YOUR ASSIGNMENT:
Find "use surge::prelude::*;" and "pub struct Targets" in the records below. Copy the lines holding them and every line between, exactly, and no others.

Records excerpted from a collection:
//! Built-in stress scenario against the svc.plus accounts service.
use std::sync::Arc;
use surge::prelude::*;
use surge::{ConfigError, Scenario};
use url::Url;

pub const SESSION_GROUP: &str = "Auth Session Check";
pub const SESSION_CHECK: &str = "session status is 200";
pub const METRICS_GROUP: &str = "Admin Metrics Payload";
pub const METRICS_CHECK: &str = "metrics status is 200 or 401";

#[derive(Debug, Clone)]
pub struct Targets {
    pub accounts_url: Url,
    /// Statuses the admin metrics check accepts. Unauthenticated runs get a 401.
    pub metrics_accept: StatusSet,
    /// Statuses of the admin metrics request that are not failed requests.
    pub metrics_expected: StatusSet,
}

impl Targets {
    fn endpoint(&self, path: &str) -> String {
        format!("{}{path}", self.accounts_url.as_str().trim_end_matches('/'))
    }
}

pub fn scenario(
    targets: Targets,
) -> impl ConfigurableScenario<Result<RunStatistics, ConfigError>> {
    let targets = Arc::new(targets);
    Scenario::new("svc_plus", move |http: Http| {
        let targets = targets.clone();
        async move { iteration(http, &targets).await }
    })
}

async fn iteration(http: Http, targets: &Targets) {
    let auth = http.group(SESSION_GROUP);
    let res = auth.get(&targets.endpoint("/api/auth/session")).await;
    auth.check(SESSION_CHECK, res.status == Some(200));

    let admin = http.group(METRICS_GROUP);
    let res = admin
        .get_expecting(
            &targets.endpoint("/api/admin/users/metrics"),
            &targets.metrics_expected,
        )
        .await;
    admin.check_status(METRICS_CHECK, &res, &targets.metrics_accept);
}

RESPONSE BELOW:
use surge::prelude::*;
use surge::{ConfigError, Scenario};
use url::Url;

pub const SESSION_GROUP: &str = "Auth Session Check";
pub const SESSION_CHECK: &str = "session status is 200";
pub const METRICS_GROUP: &str = "Admin Metrics Payload";
pub const METRICS_CHECK: &str = "metrics status is 200 or 401";

#[derive(Debug, Clone)]
pub struct Targets {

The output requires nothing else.